Repeat exactly each line of the material, starting from the line that contains "if control != Control::None" and finishing with the final line.

:: EXTRACTED INFORMATION ::
*** Block opens ***

//! `try` / `catch` / `finally`

use super::{execute_statements, Control};
use crate::executor::errors::ScriptError;
use crate::executor::interp::Interpreter;
use crate::parser::TryBlock;

/// Faults other than cancellation are caught. The catch variable holds the
/// thrown value (or the fault message) and is restored after the handler.
/// `finally` runs on every path, and a non-local exit from it wins.
pub fn execute_try(interp: &mut Interpreter<'_>, block: &TryBlock) -> Result<Control, ScriptError> {
    let mut outcome = execute_statements(interp, &block.body);

    if let Some(handler) = &block.catch_body {
        let caught = match &outcome {
            Err(error) if !error.is_cancelled() => {
                tracing::debug!(block = interp.block, error = %error, "Caught script fault");
                Some(error.catch_value())
            }
            _ => None,
        };
        if let Some(caught) = caught {
            let names: Vec<&String> = block.catch_var.iter().collect();
            let saved = interp.ctx.save_bindings(&names);
            if let Some(var) = &block.catch_var {
                interp.ctx.set(var.clone(), caught);
            }
            outcome = execute_statements(interp, handler);
            interp.ctx.restore_bindings(saved);
        }
    }

    if let Some(finally) = &block.finally_body {
        let control = execute_statements(interp, finally)?;
        if control != Control::None {
            return Ok(control);
        }
    }
    outcome
}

*** Block closes ***

:: FINAL ANSWER ::
        if control != Control::None {
            return Ok(control);
        }
    }
    outcome
}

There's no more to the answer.